Amal Khalil, journaliste libanaise ayant mené ses travaux dans le sud avant son assassinat, a longtemps été perçue comme une figure indomptable en tant que rédactrice pour un média local. Durant les combats de l’automne 2024, elle reçut un message d’un inconnu, écrit en arabe approximatif mais clair : pourquoi ne vas-tu pas au Qatar où ton frère réside ? Pourquoi veux-tu que la tête soit séparée du corps ? Face à cette pression, elle refusait catégoriquement de céder à des exigences qui menaçaient son engagement.
Contrairement aux méthodes conventionnelles, Amal privilégiait l’auto-détermination et l’intégration de technologies modernes. Tôt dans sa carrière, elle a équipé ses reportages d’une caméra vidéo sans attendre de validation préalable, transformant ainsi la documentation des conflits en actions concrètes. Son approche, souvent réalisée avec des coûts minimaux grâce à l’expertise numérique et aux réseaux locaux, visait à offrir une vision précise du conflit israélien dans ses réalités les plus profondes.

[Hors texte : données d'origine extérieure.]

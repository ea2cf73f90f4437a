//! Remarkable points: named waypoints overlaid on a rendered profile.
//!
//! Points come from a row-oriented annotation file of
//! `distance label water` records, space-delimited with `|` quoting for
//! labels containing spaces. The file is independent of segment extraction;
//! a missing or malformed file is a skippable condition at the presentation
//! layer.

use std::fs::File;
use std::io::Read;
use std::path::Path;

use serde::{Deserialize, Serialize};

use crate::error::{ProfileError, Result};
use crate::palette;

/// Position of a waypoint relative to the profile.
#[derive(Debug, Clone, Copy, PartialEq, Eq, Serialize, Deserialize)]
pub enum PointKind {
    Start,
    Intermediate,
    Finish,
}

/// An annotated waypoint on the profile.
#[derive(Debug, Clone, PartialEq, Serialize, Deserialize)]
pub struct RemarkablePoint {
    /// Distance from the start, in kilometers
    pub distance: f64,
    /// Waypoint name
    pub label: String,
    /// Whether water is available at the waypoint
    pub has_water: bool,
}

impl RemarkablePoint {
    /// Classify the waypoint against the profile's total distance.
    pub fn kind(&self, max_distance: f64) -> PointKind {
        if self.distance == 0.0 {
            PointKind::Start
        } else if self.distance > max_distance {
            PointKind::Finish
        } else {
            PointKind::Intermediate
        }
    }

    /// Label text drawn next to the waypoint marker.
    pub fn display_text(&self, max_distance: f64) -> String {
        let prefix = match self.kind(max_distance) {
            PointKind::Start => "Start ",
            PointKind::Finish => "Finish ",
            PointKind::Intermediate => "",
        };
        let suffix = if self.has_water { " W" } else { "" };
        format!("{}{} - {}{}", prefix, self.distance as i64, self.label, suffix)
    }

    /// Marker color for the waypoint.
    pub fn color(&self, max_distance: f64) -> &'static str {
        match self.kind(max_distance) {
            PointKind::Start => palette::COLOR_START,
            PointKind::Finish => palette::COLOR_FINISH,
            PointKind::Intermediate => palette::COLOR_POINT,
        }
    }

    /// Start and finish labels are drawn bold.
    pub fn is_emphasized(&self, max_distance: f64) -> bool {
        self.kind(max_distance) != PointKind::Intermediate
    }
}

/// Read remarkable points from an annotation file.
pub fn read_remarkable_points<P: AsRef<Path>>(path: P) -> Result<Vec<RemarkablePoint>> {
    let file = File::open(path.as_ref()).map_err(|e| ProfileError::AnnotationReadFailed {
        message: format!("{}: {}", path.as_ref().display(), e),
    })?;
    remarkable_points_from_reader(file)
}

/// Read remarkable points from any byte source.
pub fn remarkable_points_from_reader<R: Read>(reader: R) -> Result<Vec<RemarkablePoint>> {
    let mut csv_reader = csv::ReaderBuilder::new()
        .has_headers(false)
        .delimiter(b' ')
        .quote(b'|')
        .from_reader(reader);

    let mut points = Vec::new();
    for (row, record) in csv_reader.records().enumerate() {
        let record = record.map_err(|e| ProfileError::AnnotationReadFailed {
            message: format!("row {}: {}", row + 1, e),
        })?;
        points.push(parse_record(&record, row + 1)?);
    }
    Ok(points)
}

fn parse_record(record: &csv::StringRecord, row: usize) -> Result<RemarkablePoint> {
    let malformed = |what: &str| ProfileError::AnnotationReadFailed {
        message: format!("row {}: {}", row, what),
    };

    if record.len() != 3 {
        return Err(malformed(&format!("expected 3 fields, got {}", record.len())));
    }

    let distance: f64 = record[0]
        .parse()
        .map_err(|_| malformed(&format!("invalid distance '{}'", &record[0])))?;
    let water: i64 = record[2]
        .parse()
        .map_err(|_| malformed(&format!("invalid water flag '{}'", &record[2])))?;

    Ok(RemarkablePoint {
        distance,
        label: record[1].to_string(),
        has_water: water == 1,
    })
}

Racine de son travail était un contexte marqué par la résistance et l’engagement collectif. Son réseau s’étendait au-delà des frontières géographiques : du Mont-Liban à la Bekaa, en passant par le nord libanais et même les communautés africaines. Elle ne se limitait pas à une seule zone géographique, mais s’efforçait de rapporter les défis quotidiens des populations dans leur intégralité.
Lors d’un voyage au Qatar, elle a rencontré Khaled Mechaal, impliqué dans des débats sur la Syrie. Bien que leur dialogue eut lieu, il a refusé toute publication de ses commentaires, craignant d’aggraver les tensions. Amal, qui considérait son travail comme une responsabilité morale plutôt qu’une simple fonction professionnelle, n’a jamais cherché à s’imposer publiquement. Son rôle était celui d’un témoin : des actes de résistance, des crimes de l’occupation, la force de survie des citoyens, leurs joies et peines — tout y trouvait une place.
Aujourd’hui, son héritage persiste dans les communautés qu’il a touchées, rappelant que la vérité n’est jamais un simple acte d’observation, mais un combat sans fin.